10 Fev, 2014

Intérpretes de conferência: como sobreviver ao calor?

10 Fev, 2014

 

A cidade de São Paulo vem passando por uma onda de calor inédita desde a década de 50. Apesar da chuva que caiu na noite de ontem na zona oeste da cidade, a maior parte dos bairros tem apresentado nos dias mais quentes índices de umidade relativa comparáveis a desertos. 

São Paulo atingiu na última sexta-feira o maior nível de calor dos últimos dias, e registrou temperatura de 36,4 graus centígrados, a maior deste ano e para um mês de fevereiro desde 1943, quando começou a medição oficial.

O Instituto Nacional de Meteorologia (Inmet) divulgou em sua publicação que a maior temperatura do dia foi registrada às 16 horas no Mirante de Santana, no bairro de Jardim São Paulo, e que a sensação térmica era de 43 graus.

Aparelhos de ar-condicionado e ventiladores sumiram das lojas e os reservatórios de água apresentam níveis preocupantes.

Certas profissões estão mais expostas aos riscos das altas temperaturas e a nossa é uma delas.
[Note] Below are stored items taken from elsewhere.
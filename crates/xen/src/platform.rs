//! # Platform
//!
//! The window/context side of the engine: event polling, presenting, and
//! creating the graphics device on the thread that owns the context.
//! Windowing backends implement [`Platform`]; [`HeadlessPlatform`] is the
//! built-in one for tests, CI and the demo.

use std::collections::VecDeque;
use std::thread;
use std::time::{Duration, Instant};

use xen_rendering::{GraphicsDevice, HeadlessDevice, RenderResult};

use crate::config::EngineConfig;

/// Keys the engine itself reacts to.
#[derive(Debug, Clone, Copy, PartialEq, Eq, Hash)]
pub enum Key {
    /// Escape (quits with `escape_to_quit`).
    Escape,
    /// Space bar.
    Space,
    /// F3 (conventional debug overlay toggle).
    F3,
    /// Any printable character.
    Char(char),
}

/// Something that happened to the window since the last poll.
#[derive(Debug, Clone, Copy, PartialEq, Eq)]
pub enum PlatformEvent {
    /// The user asked to close the window.
    CloseRequested,
    /// The framebuffer changed size.
    Resized {
        /// New width in pixels.
        width: u32,
        /// New height in pixels.
        height: u32,
    },
    /// A key went down.
    KeyPressed(Key),
}

/// Window and graphics context owner.
///
/// Every method is called from the render thread only.
pub trait Platform {
    /// Creates the graphics device for this platform's context.
    ///
    /// # Errors
    ///
    /// Returns a render error if no device can be created.
    fn create_device(&mut self) -> RenderResult<Box<dyn GraphicsDevice>>;

    /// Appends pending events to `events` without blocking.
    fn poll_events(&mut self, events: &mut Vec<PlatformEvent>);

    /// Shows the finished frame.
    fn present(&mut self);

    /// Current framebuffer size in pixels.
    fn framebuffer_size(&self) -> (u32, u32);
}

/// Which device a [`HeadlessPlatform`] creates.
#[derive(Debug, Clone, Copy, PartialEq, Eq, Default)]
pub enum DeviceBackend {
    /// [`HeadlessDevice`] bookkeeping, no GPU.
    #[default]
    Headless,
    /// Offscreen wgpu device on the default adapter.
    #[cfg(feature = "wgpu")]
    Wgpu,
}

/// Platform with no window.
///
/// Presents `max_frames` frames and then reports [`PlatformEvent::CloseRequested`].
/// Extra events can be scheduled for specific frames.
#[derive(Debug)]
pub struct HeadlessPlatform {
    width: u32,
    height: u32,
    max_frames: u64,
    presented: u64,
    backend: DeviceBackend,
    /// (frame, event), sorted by frame.
    scheduled: VecDeque<(u64, PlatformEvent)>,
    vsync_interval: Option<Duration>,
    last_present: Option<Instant>,
}

impl HeadlessPlatform {
    /// A `width` x `height` surface that closes after `max_frames` frames
    /// (`0` = never).
    #[must_use]
    pub fn new(width: u32, height: u32, max_frames: u64) -> Self {
        Self {
            width,
            height,
            max_frames,
            presented: 0,
            backend: DeviceBackend::default(),
            scheduled: VecDeque::new(),
            vsync_interval: None,
            last_present: None,
        }
    }

    /// Builds the platform from engine settings.
    #[must_use]
    pub fn from_config(config: &EngineConfig) -> Self {
        let mut platform = Self::new(config.width, config.height, config.headless.max_frames);
        if config.vsync && config.headless.refresh_hz > 0 {
            platform.vsync_interval = Some(Duration::from_nanos(
                1_000_000_000 / u64::from(config.headless.refresh_hz),
            ));
        }
        platform
    }

    /// Selects the device created by [`Platform::create_device`].
    #[must_use]
    pub fn with_backend(mut self, backend: DeviceBackend) -> Self {
        self.backend = backend;
        self
    }

    /// Delivers `event` on the poll that precedes frame `frame`.
    pub fn schedule(&mut self, frame: u64, event: PlatformEvent) {
        let at = self.scheduled.partition_point(|(f, _)| *f <= frame);
        self.scheduled.insert(at, (frame, event));
    }

    /// Frames presented so far.
    #[must_use]
    pub fn presented(&self) -> u64 {
        self.presented
    }
}

impl Platform for HeadlessPlatform {
    fn create_device(&mut self) -> RenderResult<Box<dyn GraphicsDevice>> {
        match self.backend {
            DeviceBackend::Headless => Ok(Box::new(HeadlessDevice::new())),
            #[cfg(feature = "wgpu")]
            DeviceBackend::Wgpu => Ok(Box::new(xen_rendering::WgpuDevice::new(self.width, self.height)?)),
        }
    }

    fn poll_events(&mut self, events: &mut Vec<PlatformEvent>) {
        while let Some(&(frame, event)) = self.scheduled.front() {
            if frame > self.presented {
                break;
            }
            self.scheduled.pop_front();
            if let PlatformEvent::Resized { width, height } = event {
                self.width = width;
                self.height = height;
            }
            events.push(event);
        }
        if self.max_frames > 0 && self.presented >= self.max_frames {
            events.push(PlatformEvent::CloseRequested);
        }
    }

    fn present(&mut self) {
        if let Some(interval) = self.vsync_interval {
            if let Some(last) = self.last_present {
                let spent = last.elapsed();
                if spent < interval {
                    thread::sleep(interval - spent);
                }
            }
        }
        self.last_present = Some(Instant::now());
        self.presented += 1;
    }

    fn framebuffer_size(&self) -> (u32, u32) {
        (self.width, self.height)
    }
}

#[cfg(test)]
mod tests {
    use super::*;

    fn poll(platform: &mut HeadlessPlatform) -> Vec<PlatformEvent> {
        let mut events = Vec::new();
        platform.poll_events(&mut events);
        events
    }

    #[test]
    fn test_close_after_max_frames() {
        let mut platform = HeadlessPlatform::new(4, 4, 2);
        assert!(poll(&mut platform).is_empty());
        platform.present();
        platform.present();
        assert_eq!(poll(&mut platform), vec![PlatformEvent::CloseRequested]);
    }

    #[test]
    fn test_scheduled_events_fire_in_frame_order() {
        let mut platform = HeadlessPlatform::new(4, 4, 0);
        platform.schedule(1, PlatformEvent::KeyPressed(Key::Escape));
        platform.schedule(0, PlatformEvent::Resized { width: 8, height: 6 });

        assert_eq!(
            poll(&mut platform),
            vec![PlatformEvent::Resized { width: 8, height: 6 }]
        );
        assert_eq!(platform.framebuffer_size(), (8, 6));
        platform.present();
        assert_eq!(poll(&mut platform), vec![PlatformEvent::KeyPressed(Key::Escape)]);
        assert!(poll(&mut platform).is_empty());
    }

    #[test]
    fn test_vsync_paces_present() {
        let config = EngineConfig {
            vsync: true,
            headless: crate::config::HeadlessConfig {
                max_frames: 0,
                refresh_hz: 100,
            },
            ..EngineConfig::default()
        };
        let mut platform = HeadlessPlatform::from_config(&config);
        let start = Instant::now();
        for _ in 0..3 {
            platform.present();
        }
        assert!(start.elapsed() >= Duration::from_millis(20));
    }

    #[test]
    fn test_creates_headless_device() {
        let mut platform = HeadlessPlatform::new(4, 4, 0);
        assert_eq!(platform.create_device().unwrap().name(), "headless");
    }
}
Trabalhando quase sempre em cabines fechadas e sem ar-condicionado, os intérpretes de conferência  precisam estar atentos aos sinais do corpo e encontrar alternativas para driblar os efeitos do calor.

Os fatores ambientais que afetam a saúde do profissional quando exposto ao calor excessivo em sua área de trabalho, são: temperatura, umidade, calor radiante (como o que provém do sol ou de um forno) e a velocidade do ar. Características pessoais como idade, peso, estado físico, condições orgânicas e aclimatação ao calor devem ser consideradas

O corpo reage às altas temperaturas externas aumentando a circulação sanguínea na pele, fazendo subir a temperatura nessa área. O corpo, então, perde o excesso de calor através da pele. Sem dúvida, na medida em que somos exigidos pelo trabalho mental, parte do sangue flui para o cérebro e para a pele para liberar o calor.

A transpiração é um dos meios que o organismo utiliza para manter a temperatura corporal interna estável em condições de calor. O suor, no entanto, não pode ser excessivo. Apenas na medida em que sua evaporação possa ocorrer e as quantidades de líquido e sais perdidos possam ser repostas adequadamente.

Entretanto, quando o corpo não consegue eliminar o excesso de calor, este fica “armazenado”. Nestas circunstâncias a temperatura do corpo aumenta. Na medida em que o corpo retém o calor, a capacidade de concentração diminui, a memória se vê prejudicada e a irritabilidade aumenta. Em casos extremos, podem acontecer desmaios. 

O intérprete pode adotar alguns cuidados para atenuar os riscos provenientes de sua exposição ao calor como, por exemplo, circular por local mais fresco em seu período de descanso; diminuir a duração dos turnos de trabalho dentro da cabine; aumentar o consumo de água, afrouxar parte de suas roupas e usar tecidos mais leves. Outra recomendação é evitar o consumo de alimentos pesados. 

Na atual circusntância, pedir mais chuva à São Pedro talvez funcione como último recurso. Tentar não custa nada.